ひゅうううう、と木枯らしが吹きつけ、寒さに慣れていない戦隊一同はぶるっと身体を震わせた。
「………」
ところは上述の通り広場の片隅。明確な観客は……人間でいえば、コタロウただひとりである。
「……通しだとこんな感じか」
「ど、どうだったコタロウ?」
わくわくした表情で訊くエイジロウ。しかしコタロウは実に冷めた顔をしていて、返答はもう明らかだった。
「まず……皆さん演技が酷すぎます」
「うっ……」
いきなりぐさっと突き刺さる。カツキだけは何故か勝ち誇ったようにフンと鼻を鳴らしているが、
「いやあなたもですよ……。棒読みではないけど、がなってるだけじゃないですか」
「ぐっ……」
「それに、単純にストーリーが面白くないです」
「うぅっ☆」
これはユウガに刺さった。演劇といっても大層なものではない、十五分程度の短いバトルものにすぎないのだが、コタロウくらいの年齢と賢さになると何も刺さらないのだった。
「あと……」
「ま、まだあるん……?」
「ええ。まあ、これは僕の目が肥えてるせいもあると思うんですが、いまいち迫力に欠けている気がして」
確かに、コタロウは実際の戦いをこれでもかというほどに見てきている。リュウソウルのエフェクトに騎士竜、ナイトロボたち……"生の"ド派手な戦いぶりには、広場の片隅でやっているような小芝居は太刀打ちしようがない。
「──だったら、オレたちが代わってやろうか〜?」
コタロウの懐でそう声をあげたのは、人間ではない第二の観客だった。
「ピーたん……口出さないの」
「だってよう、迫力が欲しいんだろ?だったらピッタリじゃんか〜」
確かに迫力だけならそうだが、短絡的である。一同が苦笑する中、ひとりだけ目の色を変えたものがいた。
「それだ……☆」
「へ?ゆ、ユウガくん?」
何を思ったがユウガは、今までの台本を上空に放り投げてしまった。程なく降ってきたそれが頭頂部に直撃し、悶え苦しむ羽目になるのだが。
「あ、アウチ……☆」
「……何やっとんだてめェ」
「うぅ……ゴホン!確かにこの前の巨人同士のバトル、大迫力だったね!路線変更といこう☆」
「つまり……?」
「主役はキミたちさ☆」
ユウガの指がピーたんを指す。「やったー!」とぴょんぴょん飛び跳ねる姿は愛らしいが、実際にはこの街の庁舎以上に巨大な身体なのである。戦時でもないのに、そんな彼らに与えられるスペースがあるのか。
「……僕からヒザシさんにお願いしてみるよ」
そうだ、彼とカツキに関しては、言い方は悪いがここの市長とコネがあるのだ。後者はそんなもの利用する気は微塵もないが、前者は騎士竜たちに任せられるならそれはそれで、という気持ちだった。他にやれることはたくさんあるのだ。

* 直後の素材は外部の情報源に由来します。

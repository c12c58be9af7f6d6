//! Type Master · effectiveness quiz core.
//!
//! Pure game logic (table, generator, scorer, aggregator) plus the collaborators the
//! terminal driver needs: keymap, timed challenge, snapshot store and config.

pub mod chart;
pub mod config;
pub mod countdown;
pub mod domain;
pub mod keymap;
pub mod protocol;
pub mod question;
pub mod render;
pub mod scoring;
pub mod session;
pub mod state;
pub mod store;
pub mod summary;
pub mod telemetry;
pub mod util;
//! Timed challenge: a 60-second countdown with its own isolated stats and history.
//!
//! Phases:
//!   Idle --open--> Ready --start--> Active --tick to zero / cancel--> Expired
//!   Expired --start--> Active (restart), any --close--> Idle
//!
//! Cancelling is the same as running out of time.

use rand::Rng;
use serde::{Deserialize, Serialize};

use crate::domain::HistoryEntry;
use crate::session::record;
use crate::util::percent_rounded;

pub const CHALLENGE_SECONDS: u32 = 60;

/// Which question shapes the challenge serves.
#[derive(Clone, Copy, Debug, Default, PartialEq, Eq, Serialize, Deserialize)]
#[serde(rename_all = "snake_case")]
pub enum ChronoTypeMode {
  #[default]
  Single,
  Dual,
  /// Coin flip per question.
  Both,
}

impl ChronoTypeMode {
  pub fn pick_dual<R: Rng + ?Sized>(self, rng: &mut R) -> bool {
    match self {
      ChronoTypeMode::Single => false,
      ChronoTypeMode::Dual => true,
      ChronoTypeMode::Both => rng.gen_bool(0.5),
    }
  }
}

impl std::str::FromStr for ChronoTypeMode {
  type Err = String;

  fn from_str(s: &str) -> Result<Self, Self::Err> {
    match s.trim().to_ascii_lowercase().as_str() {
      "single" => Ok(ChronoTypeMode::Single),
      "dual" => Ok(ChronoTypeMode::Dual),
      "both" => Ok(ChronoTypeMode::Both),
      other => Err(format!("Unknown challenge mode: {}", other)),
    }
  }
}

#[derive(Clone, Copy, Debug, Default, PartialEq, Eq, Serialize)]
#[serde(rename_all = "snake_case")]
pub enum Phase {
  #[default]
  Idle,
  Ready,
  Active,
  Expired,
}

/// Counters kept only for the running challenge.
#[derive(Clone, Debug, Default, PartialEq, Eq, Serialize)]
#[serde(rename_all = "camelCase")]
pub struct ChronoStats {
  pub answered: u32,
  pub correct: u32,
  pub current_streak: u32,
  pub best_streak: u32,
}

impl ChronoStats {
  pub fn accuracy_percent(&self) -> u32 {
    percent_rounded(self.correct, self.answered)
  }

  pub fn wrong(&self) -> u32 {
    self.answered.saturating_sub(self.correct)
  }
}

#[derive(Clone, Debug, Default)]
pub struct Countdown {
  phase: Phase,
  mode: ChronoTypeMode,
  time_left: u32,
  stats: ChronoStats,
  history: Vec<HistoryEntry>,
}

impl Countdown {
  pub fn phase(&self) -> Phase { self.phase }
  pub fn mode(&self) -> ChronoTypeMode { self.mode }
  pub fn time_left(&self) -> u32 { self.time_left }
  pub fn stats(&self) -> &ChronoStats { &self.stats }
  pub fn history(&self) -> &[HistoryEntry] { &self.history }

  pub fn is_active(&self) -> bool {
    self.phase == Phase::Active
  }

  /// Answers count only while the clock is running.
  pub fn accepts_answers(&self) -> bool {
    self.phase == Phase::Active && self.time_left > 0
  }

  /// Show the challenge's ready screen. Only from Idle.
  pub fn open(&mut self) -> bool {
    if self.phase != Phase::Idle {
      return false;
    }
    self.phase = Phase::Ready;
    true
  }

  /// Begin (or restart) the clock with a fresh isolated session.
  pub fn start(&mut self, mode: ChronoTypeMode) -> bool {
    if !matches!(self.phase, Phase::Ready | Phase::Expired) {
      return false;
    }
    self.phase = Phase::Active;
    self.mode = mode;
    self.time_left = CHALLENGE_SECONDS;
    self.stats = ChronoStats::default();
    self.history.clear();
    true
  }

  /// One-second tick. Returns true when this tick ended the challenge.
  pub fn tick(&mut self) -> bool {
    if self.phase != Phase::Active {
      return false;
    }
    self.time_left = self.time_left.saturating_sub(1);
    if self.time_left == 0 {
      self.phase = Phase::Expired;
      return true;
    }
    false
  }

  /// Stop early; results are shown exactly as on expiry.
  pub fn cancel(&mut self) -> bool {
    if self.phase != Phase::Active {
      return false;
    }
    self.time_left = 0;
    self.phase = Phase::Expired;
    true
  }

  /// Leave the challenge and drop its session.
  pub fn close(&mut self) {
    *self = Countdown::default();
  }

  /// Fold an answered entry into the challenge session. Ignored unless accepting answers.
  pub fn record(&mut self, entry: &HistoryEntry) -> bool {
    if !self.accepts_answers() {
      return false;
    }
    self.stats.answered = self.stats.answered.saturating_add(1);
    if entry.is_correct {
      self.stats.correct = self.stats.correct.saturating_add(1);
      self.stats.current_streak = self.stats.current_streak.saturating_add(1);
      self.stats.best_streak = self.stats.best_streak.max(self.stats.current_streak);
    } else {
      self.stats.current_streak = 0;
    }
    record(&mut self.history, entry.clone());
    true
  }
}
//! Static effectiveness table (attacking category -> defending categories).
//!
//! There are no immunities: every pairing not listed is neutral.

use crate::domain::Category::{self, *};

/// What an attacking category is strong and weak against.
#[derive(Clone, Copy, Debug, PartialEq, Eq)]
pub struct Matchup {
  pub strong_against: &'static [Category],
  pub weak_against: &'static [Category],
}

impl Matchup {
  pub fn is_strong_against(&self, defender: Category) -> bool {
    self.strong_against.contains(&defender)
  }

  pub fn is_weak_against(&self, defender: Category) -> bool {
    self.weak_against.contains(&defender)
  }
}

macro_rules! matchup {
  ([$($s:ident),* $(,)?], [$($w:ident),* $(,)?]) => {
    Matchup { strong_against: &[$($s),*], weak_against: &[$($w),*] }
  };
}

/// Table entry for `attacker`. Total over all categories.
pub fn lookup(attacker: Category) -> Matchup {
  match attacker {
    Normal => matchup!([], [Rock, Steel]),
    Fire => matchup!([Grass, Ice, Bug, Steel], [Fire, Water, Rock, Dragon]),
    Water => matchup!([Fire, Ground, Rock], [Water, Grass, Dragon]),
    Electric => matchup!([Water, Flying], [Electric, Grass, Dragon, Ground]),
    Grass => matchup!([Water, Ground, Rock], [Fire, Grass, Poison, Flying, Bug, Dragon, Steel]),
    Ice => matchup!([Grass, Ground, Flying, Dragon], [Fire, Water, Ice, Steel]),
    Fighting => matchup!([Normal, Ice, Rock, Dark, Steel], [Poison, Flying, Psychic, Bug, Fairy, Ghost]),
    Poison => matchup!([Grass, Fairy], [Poison, Ground, Rock, Ghost, Steel]),
    Ground => matchup!([Fire, Electric, Poison, Rock, Steel], [Grass, Bug, Flying]),
    Flying => matchup!([Grass, Fighting, Bug], [Electric, Rock, Steel]),
    Psychic => matchup!([Fighting, Poison], [Psychic, Steel, Dark]),
    Bug => matchup!([Grass, Psychic, Dark], [Fire, Fighting, Poison, Flying, Ghost, Steel, Fairy]),
    Rock => matchup!([Fire, Ice, Flying, Bug], [Fighting, Ground, Steel]),
    Ghost => matchup!([Psychic, Ghost], [Dark, Normal]),
    Dragon => matchup!([Dragon], [Steel, Fairy]),
    Dark => matchup!([Psychic, Ghost], [Fighting, Dark, Fairy]),
    Steel => matchup!([Ice, Rock, Fairy], [Fire, Water, Electric, Steel]),
    Fairy => matchup!([Fighting, Dragon, Dark], [Fire, Poison, Steel]),
  }
}

#[cfg(test)]
mod tests {
  use super::*;

  #[test]
  fn no_category_is_both_strong_and_weak() {
    for attacker in Category::ALL {
      let m = lookup(attacker);
      for d in m.strong_against {
        assert!(!m.weak_against.contains(d), "{attacker} lists {d} as both strong and weak");
      }
    }
  }

  #[test]
  fn lists_have_no_duplicates() {
    for attacker in Category::ALL {
      let m = lookup(attacker);
      for list in [m.strong_against, m.weak_against] {
        for (i, d) in list.iter().enumerate() {
          assert!(!list[i + 1..].contains(d), "{attacker} repeats {d}");
        }
      }
    }
  }

  #[test]
  fn fire_row_matches_known_entries() {
    let fire = lookup(Fire);
    for d in [Grass, Ice, Bug, Steel] {
      assert!(fire.is_strong_against(d));
    }
    for d in [Fire, Water, Rock, Dragon] {
      assert!(fire.is_weak_against(d));
    }
    assert!(!fire.is_strong_against(Normal) && !fire.is_weak_against(Normal));
  }
}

「Merci☆それじゃ、脚本を彼らにあわせて書き換えないと☆」
「あ、それなんですけど」不意にコタロウが挙手する。「僕にひとつ案があるんですけど、聞いてもらってもいいですか?」
「!、本当かい?嬉しいな、スタッフまで現れるなんて☆」
両手を広げてくるりと一回転するユウガ。喜びを表しているのだろうが、大袈裟にすぎやしないだろうか。
「……で、俺たちはどうすりゃいいんだ?」
「知るか!」
色々な意味で先行き不安になりつつ、本日は解散ということになったのだった。